Become the puppet master of their emotions when you redirect the blame toward feelings of sadness that their leftovers got left behind at the restaurant. For an added bonus, try emphasizing how sad their poor, delicious egg rolls were to be left behind all alone on the table to fend for themselves. They probably just got thrown in the trash! Wow, not only is your roommate crazy, but they are also very wasteful.
“Did you eat them when you were high?”
This is a great one because it will make them extra paranoid if they are already smoking pot. Just blame the drugs! You can follow this up with something like, “You know how you can be when you get the munchies, Carl.” When you get really good at saving money, you can even try to convince them that they ate your food, not that you’ll be buying much of your own food if you follow these suggestions!

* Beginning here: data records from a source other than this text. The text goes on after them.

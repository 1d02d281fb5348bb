//! Represents a folder, a node in the self-referential container tree.

use chrono::{DateTime, Utc};
use serde::{Deserialize, Serialize};
use sqlx::FromRow;
use uuid::Uuid;

/// A folder in the vault hierarchy.
///
/// Folders form a tree through `parent_folder_id`; the ancestor chain is
/// acyclic and is always resolved by an explicit walk, never cached.
#[derive(Serialize, Deserialize, Clone, FromRow, Debug)]
pub struct Folder {
    /// Internal UUID for DB indexing.
    pub id: Uuid,

    /// Folder name ciphertext (encrypted client-side).
    pub name: String,

    /// Folder key wrapped with the parent folder key (`[ iv | ciphertext ]`).
    pub encrypted_key: String,

    /// Folder key wrapped with the owner's root key (`[ iv | ciphertext ]`).
    pub key_encrypted_by_root: String,

    /// Lifecycle status, stored as a string.
    pub status: FolderStatus,

    /// Parent folder; `None` for a root folder.
    pub parent_folder_id: Option<Uuid>,

    /// Owning user.
    pub owner_id: Uuid,

    /// When the folder was created.
    pub created_at: DateTime<Utc>,
}

/// Folder lifecycle. An owner delete marks the folder `Deleted`; the
/// folder deletion handler later removes the row. There is no way back to
/// `Active`.
#[derive(Serialize, Deserialize, sqlx::Type, Clone, Copy, Debug, PartialEq, Eq)]
#[sqlx(rename_all = "lowercase")]
#[serde(rename_all = "lowercase")]
pub enum FolderStatus {
    Deleted,
    Active,
}
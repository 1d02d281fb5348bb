//! Handlers for the current account.

use axum::{Json, extract::State, http::StatusCode};

use crate::errors::ApiResult;
use crate::handlers::extract::CurrentUser;
use crate::services::AppState;
use crate::services::users_service::AccountResponse;

/// GET `/users/me` — account data plus the storage usage summary.
pub async fn get_me(
    State(state): State<AppState>,
    CurrentUser(user_id): CurrentUser,
) -> ApiResult<Json<AccountResponse>> {
    Ok(Json(state.users().get_account(user_id).await?))
}

/// DELETE `/users/me` — queue the account for deletion.
pub async fn delete_me(
    State(state): State<AppState>,
    CurrentUser(user_id): CurrentUser,
) -> ApiResult<StatusCode> {
    state.users().delete_account(user_id).await?;
    Ok(StatusCode::NO_CONTENT)
}
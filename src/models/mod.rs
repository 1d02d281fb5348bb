//! Core data models for the encrypted file vault.
//!
//! These entities represent the metadata side of the system: the payloads
//! themselves live in the external object store as client-side-encrypted
//! blobs. They map to database tables via `sqlx::FromRow` and serialize
//! naturally as JSON via `serde`.

pub mod file;
pub mod folder;
pub mod shared_link;
pub mod storage_usage;
pub mod user;
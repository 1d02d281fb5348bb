//! Handlers for folder operations and the root item listing.

use axum::{
    Json,
    extract::{Path, Query, State},
    http::StatusCode,
};
use uuid::Uuid;

use crate::errors::ApiResult;
use crate::handlers::extract::{CurrentUser, MaybeUser, ShareQuery};
use crate::services::AppState;
use crate::services::folders_service::{CreateFolderRequest, FolderResponse, ItemResponse};

/// POST `/folders` — create a root folder or subfolder.
pub async fn create_folder(
    State(state): State<AppState>,
    CurrentUser(user_id): CurrentUser,
    Json(data): Json<CreateFolderRequest>,
) -> ApiResult<Json<FolderResponse>> {
    Ok(Json(state.folders().create(user_id, data).await?))
}

/// GET `/folders/{id}` — fetch a folder and its children, as owner or
/// share viewer.
pub async fn get_folder(
    State(state): State<AppState>,
    MaybeUser(viewer_id): MaybeUser,
    Path(folder_id): Path<Uuid>,
    Query(query): Query<ShareQuery>,
) -> ApiResult<Json<FolderResponse>> {
    Ok(Json(
        state.folders().get_folder(folder_id, viewer_id, query.share).await?,
    ))
}

/// DELETE `/folders/{id}` — owner delete; cleanup is asynchronous.
pub async fn delete_folder(
    State(state): State<AppState>,
    CurrentUser(user_id): CurrentUser,
    Path(folder_id): Path<Uuid>,
) -> ApiResult<StatusCode> {
    state.folders().delete_folder(user_id, folder_id).await?;
    Ok(StatusCode::NO_CONTENT)
}

/// GET `/items` — the owner's root-level folders and files.
pub async fn list_items(
    State(state): State<AppState>,
    CurrentUser(user_id): CurrentUser,
) -> ApiResult<Json<Vec<ItemResponse>>> {
    Ok(Json(state.folders().list_root_items(user_id).await?))
}
//! Represents an account owning vault content.
//!
//! Registration, confirmation and MFA live in the external auth layer;
//! this service only needs the row for ownership, cascades, and the
//! unconfirmed-account sweep.

use chrono::{DateTime, Utc};
use serde::{Deserialize, Serialize};
use sqlx::FromRow;
use uuid::Uuid;

/// A vault user.
#[derive(Serialize, Deserialize, Clone, FromRow, Debug)]
pub struct User {
    pub id: Uuid,

    pub email: String,

    /// Accounts that never confirm their email are garbage-collected by
    /// the cleanup scanner.
    pub email_confirmed: bool,

    pub created_at: DateTime<Utc>,
}
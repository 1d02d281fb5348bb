//! Represents a public share grant for a file or folder.

use chrono::{DateTime, Utc};
use serde::{Deserialize, Serialize};
use sqlx::FromRow;
use uuid::Uuid;

/// An anonymous read grant.
///
/// The link id itself is the capability: anyone presenting it can read the
/// target item and, for a folder target, everything in its active
/// subtree.
#[derive(Serialize, Deserialize, Clone, FromRow, Debug)]
pub struct SharedLink {
    pub id: Uuid,

    pub owner_id: Uuid,

    /// The shared file or folder.
    pub item_id: Uuid,

    pub item_type: SharedItemType,

    pub created_at: DateTime<Utc>,
}

/// What a shared link points at.
#[derive(Serialize, Deserialize, sqlx::Type, Clone, Copy, Debug, PartialEq, Eq)]
#[sqlx(rename_all = "lowercase")]
#[serde(rename_all = "lowercase")]
pub enum SharedItemType {
    File,
    Folder,
}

“Well, we must have a ghost!”
Bringing up the paranormal is a great way to play to their childhood fears while adding to the paranoia they are likely experiencing from smoking pot (see above technique). Did you stick your fingers in their peanut butter? No, you scooped that shit out like Winnie the Pooh scooping honey from a jar in Hundred Acre Wood, but as far as your roomie needs to know, that creepy girl from The Ring will be crawling from her TV at any moment.
“Oh sure, I just came in here and ate half a pan of your brownies, riiiiiight.”
Don’t be intimidated by this more advanced form of gaslighting where you use sarcasm to actually admit to eating their food. It may seem difficult at first, but admitting to eating their food with a smirk will definitely make them question their own sanity. As you master this advanced form of psychological warfare, feel free to improvise with phrases like “Suuuuure” and “Oh, Okay,” and remember to add an exaggerated eye-roll for effect to help you start growing fat stacks of cash.
For all of these techniques, it’s important to remember to stay calm and make your roommate feel like they’re slowly unraveling. They will second-guess themselves and never suspect that you are passive-aggressively eating their food. Playing mind games with the person you live with can be tricky at first, but the benefits are vast, and you will quickly notice the extra money in your pocket and food in your belly. No one said adulting was easy, but it sure can be fun. Rip up those sticky notes with their name on them and get to gaslighting, my friend!